**What you are asked to do:** Retype the tail of the data exactly, starting at the line containing "ServiceError::Conflict(err.to_string())" and stopping at the last line.
***** Records provided
//! Demo data for a fresh store

use crate::core::error::ServiceResult;
use crate::entities::dealer::{Dealer, SubscriptionTier};
use crate::entities::vehicle::{Vehicle, VehicleStatus};
use crate::server::host::Stores;
use rust_decimal::Decimal;

const DEALERS: [(&str, &str, SubscriptionTier); 4] = [
    ("Premium Motors", "premium@example.com", SubscriptionTier::Premium),
    ("Basic Cars", "basic@example.com", SubscriptionTier::Basic),
    ("Elite Vehicles", "elite@example.com", SubscriptionTier::Premium),
    ("Standard Auto", "standard@example.com", SubscriptionTier::Basic),
];

/// (dealer index, model, price in whole units, status)
const VEHICLES: [(usize, &str, i64, VehicleStatus); 9] = [
    (0, "BMW X5", 55_000, VehicleStatus::Available),
    (0, "Mercedes C-Class", 45_000, VehicleStatus::Available),
    (0, "Audi A4", 42_000, VehicleStatus::Sold),
    (2, "Porsche 911", 85_000, VehicleStatus::Available),
    (2, "Jaguar F-Type", 65_000, VehicleStatus::Available),
    (1, "Honda Civic", 25_000, VehicleStatus::Available),
    (1, "Toyota Camry", 28_000, VehicleStatus::Sold),
    (3, "Ford Focus", 22_000, VehicleStatus::Available),
    (3, "Nissan Altima", 24_000, VehicleStatus::Available),
];

/// What [`seed_demo_data`] inserted
#[derive(Debug, Clone, Copy, Default, PartialEq, Eq)]
pub struct SeedReport {
    pub dealers: usize,
    pub vehicles: usize,
}

/// Insert the demo dealers and vehicles unless dealers already exist
pub async fn seed_demo_data(stores: &Stores) -> ServiceResult<SeedReport> {
    if stores.dealers.count().await? > 0 {
        tracing::debug!("dealer store not empty, skipping demo data");
        return Ok(SeedReport::default());
    }

    let mut dealers = Vec::with_capacity(DEALERS.len());
    for (name, email, tier) in DEALERS {
        dealers.push(stores.dealers.insert(Dealer::new(name, email, tier)).await?);
    }

    for (dealer, model, price, status) in VEHICLES {
        let vehicle = Vehicle::new(dealers[dealer].id, model, Decimal::new(price * 100, 2), status);
        stores.vehicles.insert(vehicle).await?;
    }

    let premium = dealers.iter().filter(|d| d.is_premium()).count();
    tracing::info!(
        premium_dealers = premium,
        basic_dealers = dealers.len() - premium,
        vehicles = VEHICLES.len(),
        "demo data initialized"
    );

    Ok(SeedReport {
        dealers: dealers.len(),
        vehicles: VEHICLES.len(),
    })
}
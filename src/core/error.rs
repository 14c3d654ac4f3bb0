//! Typed error handling for the service
//!
//! Every service operation returns [`ServiceError`], which maps onto an HTTP
//! status and a machine-readable code. Settlement races are not errors and
//! never show up here.
//!
//! # Example
//!
//! ```rust,ignore
//! match dealers.get(id).await {
//!     Ok(dealer) => println!("Found: {:?}", dealer),
//!     Err(ServiceError::NotFound { entity, key }) => println!("{} {} not found", entity, key),
//!     Err(e) => eprintln!("Other error: {}", e),
//! }
//! ```

use crate::core::store::StoreError;
use axum::Json;
use axum::http::StatusCode;
use axum::response::{IntoResponse, Response};
use serde::Serialize;
use std::collections::BTreeMap;
use std::fmt::Display;

/// Message returned to clients instead of the details of a 5xx failure
pub const GENERIC_FAILURE_MESSAGE: &str = "An unexpected error occurred";

/// The error type of every service and engine operation
#[derive(Debug, thiserror::Error)]
pub enum ServiceError {
    /// Referenced or target entity is absent
    #[error("{entity} '{key}' not found")]
    NotFound { entity: &'static str, key: String },

    /// A business rule rejected the input (non-positive amount, duplicate email, ...)
    #[error("{0}")]
    InvalidArgument(String),

    /// Field-level validation of a request payload failed
    #[error("Input validation failed")]
    Validation(#[from] validator::ValidationErrors),

    /// The write collides with existing state
    #[error("{0}")]
    Conflict(String),

    /// Missing or invalid bearer token
    #[error("{0}")]
    Unauthorized(String),

    /// Storage backend failure
    #[error("storage failure: {0}")]
    Storage(StoreError),

    /// Anything else that should not happen in normal operation
    #[error("internal error: {0}")]
    Internal(String),
}

pub type ServiceResult<T> = std::result::Result<T, ServiceError>;

/// Error response structure for HTTP responses
#[derive(Debug, Serialize)]
pub struct ErrorResponse {
    /// Error code for programmatic handling
    pub code: String,
    /// Human-readable error message
    pub message: String,
    /// Optional additional details
    #[serde(skip_serializing_if = "Option::is_none")]
    pub details: Option<serde_json::Value>,
}

impl ServiceError {
    pub fn not_found(entity: &'static str, key: impl Display) -> Self {
        ServiceError::NotFound {
            entity,
            key: key.to_string(),
        }
    }

    pub fn invalid(message: impl Into<String>) -> Self {
        ServiceError::InvalidArgument(message.into())
    }

    /// Report a missing referenced entity as a bad request
    ///
    /// Create routes answer 400 when the body points at a dealer that does
    /// not exist; the target of the request itself was not missing.
    pub fn into_bad_reference(self) -> Self {
        match self {
            ServiceError::NotFound { .. } => ServiceError::InvalidArgument(self.to_string()),
            other => other,
        }
    }

    /// Get the HTTP status code for this error
    pub fn status_code(&self) -> StatusCode {
        match self {
            ServiceError::NotFound { .. } => StatusCode::NOT_FOUND,
            ServiceError::InvalidArgument(_) => StatusCode::BAD_REQUEST,
            ServiceError::Validation(_) => StatusCode::BAD_REQUEST,
            ServiceError::Conflict(_) => StatusCode::CONFLICT,
            ServiceError::Unauthorized(_) => StatusCode::UNAUTHORIZED,
            ServiceError::Storage(_) => StatusCode::INTERNAL_SERVER_ERROR,
            ServiceError::Internal(_) => StatusCode::INTERNAL_SERVER_ERROR,
        }
    }

    /// Get the error code for this error
    pub fn error_code(&self) -> &'static str {
        match self {
            ServiceError::NotFound { .. } => "NOT_FOUND",
            ServiceError::InvalidArgument(_) => "INVALID_ARGUMENT",
            ServiceError::Validation(_) => "VALIDATION_ERROR",
            ServiceError::Conflict(_) => "CONFLICT",
            ServiceError::Unauthorized(_) => "UNAUTHORIZED",
            ServiceError::Storage(_) => "STORAGE_ERROR",
            ServiceError::Internal(_) => "INTERNAL_ERROR",
        }
    }

    /// Convert to an error response
    ///
    /// Server-side failures keep their details out of the body.
    pub fn to_response(&self) -> ErrorResponse {
        let message = if self.status_code().is_server_error() {
            GENERIC_FAILURE_MESSAGE.to_string()
        } else {
            self.to_string()
        };

        ErrorResponse {
            code: self.error_code().to_string(),
            message,
            details: self.details(),
        }
    }

    /// Get additional details for the error
    fn details(&self) -> Option<serde_json::Value> {
        match self {
            ServiceError::NotFound { entity, key } => Some(serde_json::json!({
                "entity": entity,
                "key": key,
            })),
            ServiceError::Validation(errors) => {
                let fields: BTreeMap<String, Vec<String>> = errors
                    .field_errors()
                    .into_iter()
                    .map(|(field, errs)| {
                        let messages = errs
                            .iter()
                            .map(|e| {
                                e.message
                                    .as_ref()
                                    .map(|m| m.to_string())
                                    .unwrap_or_else(|| e.code.to_string())
                            })
                            .collect();
                        (field.to_string(), messages)
                    })
                    .collect();
                Some(serde_json::json!({ "fields": fields }))
            }
            _ => None,
        }
    }
}

impl From<StoreError> for ServiceError {
    fn from(err: StoreError) -> Self {
        match err {
            StoreError::NotFound { entity, id } => ServiceError::not_found(entity, id),
            StoreError::UniqueViolation { field: "email", .. } => {
                ServiceError::InvalidArgument(err.to_string())
            }
            StoreError::UniqueViolation { .. } | StoreError::AlreadyExists { .. } => {
                ServiceError::Conflict(err.to_string())
            }
            StoreError::Backend(_) => ServiceError::Storage(err),
        }
    }
}

impl IntoResponse for ServiceError {
    fn into_response(self) -> Response {
        let status = self.status_code();
        if status.is_server_error() {
            tracing::error!(error = %self, "request failed");
        }
        let body = Json(self.to_response());
        (status, body).into_response()
    }
}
**********
**Solution:**
                ServiceError::Conflict(err.to_string())
            }
            StoreError::Backend(_) => ServiceError::Storage(err),
        }
    }
}

impl IntoResponse for ServiceError {
    fn into_response(self) -> Response {
        let status = self.status_code();
        if status.is_server_error() {
            tracing::error!(error = %self, "request failed");
        }
        let body = Json(self.to_response());
        (status, body).into_response()
    }
}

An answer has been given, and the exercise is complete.